To conclude, we have two sets of words with related meanings, but one is designed primarily to list and explain lexemes (term, define and entry) and the others help us identify concepts and relate them to each other (designator, describe and record). To use them as equivalents (synonyms) often generates confusion and ambiguity as we shall now see.
These observations help, I think, to underline the fundamental difference between knowledge in systematic forms, and lists. This distinction supports a clear dichotomy between the normal format of dictionaries and the systematic mode illustrated by Roget's Thesaurus. However, both reflect a semantic orientation which, as explained above, starts with lexemes to be defined and published (whether in alphabetical or systematic lists).
By contrast, we need to identify a reversed format based on the identification of concepts rather than of lexemes. Information about concepts cannot (typically) be arranged alphabetically. 1. In order to present information about concepts, it is necessary to understand how they are related to each other in systems because, significantly, the characteristics which identify a concept are linked to each other -- in order to understand any one concept we must also become aware of closely related concepts with which they are associated. Consciousness of concept systems not only helps us understand these relationships but clarifies the import of each concept in a given system of concepts.
The only efficient and clear ways to identify a concept within such a system requires that we (1) describe each concept separately and (2) show how it is related to other concepts belonging to the same system.
Unfortunately, we still lack a familiar term to designate this ana-semantic perspective -- i.e. one that reverses the normal semantic paradigm. The word, onomasiology, has been used to identify any naming process, including both the naming of places, persons or inanimate objects and the assignment of terms to concepts.2 I believe it is important to make a clear distinction between two levels or kinds of onomasiology: one involving the naming of objects, and another the designation of concepts. The former has long been studied and referred to as onomastics. There are organizations and groups devoted to onomastic studies. In practice, those who speak of onomasiology often have its best-known subfield, onomastics, in mind.

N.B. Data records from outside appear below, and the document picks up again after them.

//! Public patient lookup by patient code. No session required.

use api::{forms, RequestSequencer};
use dioxus::prelude::*;
use ui::panels::VisitCardView;
use ui::view_model::records::{lookup_view, LookupView};
use ui::{notify, report_api_error, use_client, use_notices, use_session, NoticeLevel};

use crate::Route;

#[derive(Clone, Debug, PartialEq)]
enum LookupResult {
    Found(LookupView),
    NotFound(String),
}

#[component]
pub fn Lookup() -> Element {
    let client = use_client();
    let mut session = use_session();
    let mut notices = use_notices();
    let sequencer = use_hook(RequestSequencer::new);
    let mut code = use_signal(String::new);
    let mut result = use_signal(|| Option::<LookupResult>::None);

    let handle_lookup = move |evt: FormEvent| {
        evt.prevent_default();
        let client = client.clone();
        let sequencer = sequencer.clone();
        spawn(async move {
            let normalized = match forms::normalize_patient_code(&code()) {
                Ok(normalized) => normalized,
                Err(e) => {
                    notify(&mut notices, NoticeLevel::Warning, &e.to_string());
                    return;
                }
            };
            code.set(normalized.clone());

            let ticket = sequencer.begin();
            let response = client.lookup_patient(&normalized).await;
            if !sequencer.try_apply(ticket) {
                return;
            }
            match response {
                Ok(Some(found)) => result.set(Some(LookupResult::Found(lookup_view(&found)))),
                Ok(None) => result.set(Some(LookupResult::NotFound(normalized))),
                Err(e) => report_api_error(&mut notices, &mut session, &e, "Lookup failed"),
            }
        });
    };

    rsx! {
        div {
            class: "lookup-container",
            h1 { "Patient lookup" }
            form {
                onsubmit: handle_lookup,
                class: "lookup-form",
                input {
                    placeholder: "Patient code",
                    value: code(),
                    oninput: move |evt: FormEvent| code.set(evt.value()),
                }
                button { class: "btn btn-primary", r#type: "submit", "Search" }
            }

            {match result() {
                None => rsx! {},
                Some(LookupResult::NotFound(code)) => rsx! {
                    div {
                        class: "lookup-empty",
                        h3 { "Patient not found" }
                        p { "No patient matches the code {code}." }
                    }
                },
                Some(LookupResult::Found(view)) => rsx! {
                    div {
                        class: "patient-info",
                        h2 { "{view.name}" }
                        p { strong { "Date of birth: " } "{view.birth_date}" }
                        p { strong { "Phone: " } "{view.phone}" }
                        p { strong { "Emergency contact: " } "{view.emergency_contact}" }
                    }
                    if let Some(message) = view.empty_message.as_ref() {
                        p { class: "empty", "{message}" }
                    }
                    for (i, visit) in view.visits.iter().enumerate() {
                        VisitCardView { key: "{i}", card: visit.clone() }
                    }
                },
            }}

            p {
                class: "auth-footer",
                Link { to: Route::Login {}, "Back to sign in" }
            }
        }
    }
}
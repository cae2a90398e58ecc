use api::models::Notification;

use super::format_date_time;

#[derive(Clone, Debug, PartialEq)]
pub struct NotificationRow {
    pub key: String,
    pub title: String,
    pub message: String,
    pub severity: String,
    pub when: Option<String>,
}

pub fn notification_rows(notifications: &[Notification]) -> Vec<NotificationRow> {
    notifications
        .iter()
        .enumerate()
        .map(|(i, n)| NotificationRow {
            key: n.id.clone().unwrap_or_else(|| i.to_string()),
            title: if n.title.is_empty() {
                "Notification".to_string()
            } else {
                n.title.clone()
            },
            message: n.message.clone(),
            severity: n.severity.to_ascii_lowercase(),
            when: n.created_at.as_deref().map(format_date_time),
        })
        .collect()
}

#[cfg(test)]
mod tests {
    use super::*;

    #[test]
    fn test_rows() {
        let list: Vec<Notification> = serde_json::from_str(
            r#"[{"id":"n1","title":"Solicitud de ajuste actualizada","message":"aprobada","severity":"INFO","created_at":"2024-05-02T08:00:00"},
                {"message":"sin título"}]"#,
        )
        .unwrap();
        let rows = notification_rows(&list);
        assert_eq!(rows[0].severity, "info");
        assert_eq!(rows[0].when.as_deref(), Some("2024-05-02 08:00"));
        assert_eq!(rows[1].key, "1");
        assert_eq!(rows[1].title, "Notification");
        assert_eq!(rows[1].severity, "info");
    }
}
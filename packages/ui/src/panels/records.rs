use api::RequestSequencer;
use dioxus::prelude::*;

use crate::notice::use_notices;
use crate::session::{report_api_error, use_client, use_session};
use crate::view_model::records::{
    record_list, RecordAudience, RecordCard, RecordListView, SectionBody, VisitCard,
};

/// The patient's own history or the doctor's visible records.
#[component]
pub fn RecordsPanel(audience: RecordAudience) -> Element {
    let client = use_client();
    let mut session = use_session();
    let mut notices = use_notices();
    let sequencer = use_hook(RequestSequencer::new);
    let mut list = use_signal(|| Option::<RecordListView>::None);

    let (title, fallback) = match audience {
        RecordAudience::Patient => ("My clinical history", "Could not load your history"),
        RecordAudience::Doctor => ("My patients' records", "Could not load patient records"),
    };

    let load = move |_| {
        let client = client.clone();
        let sequencer = sequencer.clone();
        spawn(async move {
            let ticket = sequencer.begin();
            let result = match audience {
                RecordAudience::Patient => client.my_history().await,
                RecordAudience::Doctor => client.my_patients().await,
            };
            if !sequencer.try_apply(ticket) {
                return;
            }
            match result {
                Ok(records) => list.set(Some(record_list(&records, audience))),
                Err(e) => report_api_error(&mut notices, &mut session, &e, fallback),
            }
        });
    };

    rsx! {
        section {
            class: "panel",
            h3 { "{title}" }
            button { class: "btn btn-secondary", onclick: load, "Load records" }
            if let Some(view) = list() {
                if let Some(message) = view.empty_message.as_ref() {
                    p { class: "empty", "{message}" }
                }
                for card in view.cards.into_iter() {
                    RecordCardView { key: "{card.key}", card: card.clone() }
                }
            }
        }
    }
}

#[component]
pub fn RecordCardView(card: RecordCard) -> Element {
    rsx! {
        div {
            class: "record-item",
            div {
                class: "record-header",
                h4 { "{card.title}" }
                span { class: "record-id", "{card.badge}" }
            }
            p {
                strong { "Case: " }
                "{card.case_text}"
            }
            if !card.differentials.is_empty() {
                div {
                    strong { "Differentials:" }
                    ul {
                        for line in card.differentials.iter() {
                            li { "{line}" }
                        }
                    }
                }
            }
            if !card.tests.is_empty() {
                div {
                    strong { "Tests:" }
                    ul {
                        for line in card.tests.iter() {
                            li { "{line}" }
                        }
                    }
                }
            }
        }
    }
}

/// One visit of the public patient lookup.
#[component]
pub fn VisitCardView(card: VisitCard) -> Element {
    rsx! {
        div {
            class: "visit-item",
            div {
                class: "record-header",
                h4 { "{card.title}" }
                span { class: "record-time", "{card.time}" }
            }
            if !card.vitals.is_empty() {
                div {
                    class: "vital-chips",
                    for chip in card.vitals.iter() {
                        span { class: "vital-chip", "{chip}" }
                    }
                }
            }
            for section in card.sections.iter() {
                div {
                    class: "visit-section",
                    strong { "{section.heading}" }
                    {match &section.body {
                        SectionBody::Text(text) => rsx! { p { "{text}" } },
                        SectionBody::List(items) => rsx! {
                            ul {
                                for item in items.iter() {
                                    li { "{item}" }
                                }
                            }
                        },
                    }}
                }
            }
        }
    }
}
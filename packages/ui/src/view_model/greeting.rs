use store::{Role, Session};

#[derive(Clone, Debug, PartialEq)]
pub struct GreetingView {
    pub headline: String,
    pub role_label: String,
}

pub fn greeting(session: &Session) -> GreetingView {
    let name = match session.role {
        Role::Doctor => format!("Dr. {}", session.full_name),
        _ => session.full_name.clone(),
    };
    GreetingView {
        headline: format!("Welcome, {name}"),
        role_label: session.role.label().to_string(),
    }
}
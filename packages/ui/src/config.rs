//! Startup configuration with the page-level base URL override.
//!
//! | Platform | Override source |
//! |----------|-----------------|
//! | Web | global `window.API_BASE_URL` set by the hosting page |
//! | Native | `API_BASE_URL` environment variable |
//!
//! Native builds first read `<config_dir>/medicai/medicai.toml` when it exists.

use store::ClientConfig;

/// Name of the override on both platforms.
pub const API_BASE_URL_OVERRIDE: &str = "API_BASE_URL";

#[cfg(target_arch = "wasm32")]
pub fn page_override() -> Option<String> {
    let window = web_sys::window()?;
    js_sys::Reflect::get(&window, &API_BASE_URL_OVERRIDE.into())
        .ok()?
        .as_string()
}

#[cfg(not(target_arch = "wasm32"))]
pub fn page_override() -> Option<String> {
    std::env::var(API_BASE_URL_OVERRIDE).ok()
}

/// Apply an override to a base configuration. Blank overrides are ignored.
pub fn with_override(config: ClientConfig, base_url: Option<String>) -> ClientConfig {
    match base_url {
        Some(url) => {
            let config = config.with_base_url(&url);
            tracing::debug!("API base URL overridden to {}", config.base_url());
            config
        }
        None => config,
    }
}

#[cfg(target_arch = "wasm32")]
fn base_config() -> ClientConfig {
    ClientConfig::default()
}

#[cfg(not(target_arch = "wasm32"))]
fn base_config() -> ClientConfig {
    let Some(path) = dirs::config_dir().map(|d| d.join("medicai").join(ClientConfig::filename()))
    else {
        return ClientConfig::default();
    };
    match std::fs::read_to_string(&path) {
        Ok(text) => ClientConfig::from_toml(&text).unwrap_or_else(|e| {
            tracing::warn!("Ignoring malformed {}: {}", path.display(), e);
            ClientConfig::default()
        }),
        Err(_) => ClientConfig::default(),
    }
}

/// Configuration used by the running page.
pub fn load_config() -> ClientConfig {
    with_override(base_config(), page_override())
}
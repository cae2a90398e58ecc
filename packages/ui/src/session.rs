//! Session context and hooks for the UI.
//!
//! [`SessionProvider`] builds the single [`PlatformClient`] for the page, loads the
//! stored session once on mount and shares both through context. Pages reach them with
//! [`use_client`] and [`use_session`] instead of module-level globals.

use api::{ApiError, LoginRedirect};
use dioxus::prelude::*;
use store::Session;

use crate::config::load_config;
use crate::icons::FaRightFromBracket;
use crate::Icon;
use crate::notice::{notify, NoticeLevel, Notices};
use crate::platform::{make_client, PlatformClient};

/// Session state for the application.
#[derive(Debug, Clone, PartialEq)]
pub struct SessionState {
    pub session: Option<Session>,
    pub loading: bool,
}

impl Default for SessionState {
    fn default() -> Self {
        Self {
            session: None,
            loading: true,
        }
    }
}

/// Get the current session state.
/// Returns a signal that updates on login, logout and sign-out after a 401.
pub fn use_session() -> Signal<SessionState> {
    use_context::<Signal<SessionState>>()
}

/// The page's API client.
pub fn use_client() -> PlatformClient {
    use_context::<PlatformClient>()
}

/// Provider component that owns the API client and the session state.
/// Wrap your app with this component.
#[component]
pub fn SessionProvider(children: Element) -> Element {
    let client = use_hook(|| make_client(&load_config()));
    let mut session_state = use_signal(SessionState::default);
    let notices = use_signal(Notices::default);

    let loader = client.clone();
    let _ = use_resource(move || {
        let client = loader.clone();
        async move {
            let session = client.session().await;
            session_state.set(SessionState {
                session,
                loading: false,
            });
        }
    });

    use_context_provider(|| client);
    use_context_provider(|| session_state);
    use_context_provider(|| notices);

    rsx! {
        {children}
    }
}

/// Report a failed call to the user.
///
/// A 401 already cleared the stored session and redirected; here the in-memory state
/// follows so guarded views close, and no notice is shown.
pub fn report_api_error(
    notices: &mut Signal<Notices>,
    session: &mut Signal<SessionState>,
    error: &ApiError,
    fallback: &str,
) {
    if error.is_unauthorized() {
        session.set(SessionState {
            session: None,
            loading: false,
        });
        return;
    }
    notify(notices, NoticeLevel::Error, &error.user_message(fallback));
}

/// Button to log out the current user.
#[component]
pub fn LogoutButton(
    #[props(default = "Log out".to_string())] label: String,
    #[props(default = "".to_string())] class: String,
) -> Element {
    let client = use_client();
    let mut session_state = use_session();

    let onclick = move |_| {
        let client = client.clone();
        async move {
            client.logout().await;
            session_state.set(SessionState {
                session: None,
                loading: false,
            });
            client.gateway().redirect().to_login();
        }
    };

    rsx! {
        button {
            class: "{class}",
            onclick: onclick,
            Icon { icon: FaRightFromBracket, width: 14, height: 14 }
            " {label}"
        }
    }
}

However, a second subfield of onomasiology, involving the designation of concepts, is extremely important for anyone interested in Knowledge Organization and needs to be emphasized by contrast with the coordinate process of naming objects. I have, therefore, proposed a neologism, onomantics, to identify this related sub-field. We need to describe the concepts required in any field of knowledge, and make sure that we have designators (terms) that can represent each of them unambiguously. This approach which I call onomantic (or ana-semantic, will now be explained and contrasted with Terminology as a closely related field or discipline that has evolved under the leadership of Technical Committee #37 of the International Standardization Organization where an emphasis on standardization and on the study of terms already established in the lexicon of special languages prevails. Consequently, although terminologists need Onomantics, they also work on closely related non-onomantic problems.<3
It is often necessary, as new concepts emerge, to create unambiguous designators to represent them. I have already illustrated this process by explaining the logic that led to the suggested use of ana-semantic or onomantic to designate this process. There are two basic reasons, I believe, why Onomantics -- as a field concerned with the analysis of concepts and the problems involved in representing them unambiguously -- is crucial for the development of Knowledge Organization.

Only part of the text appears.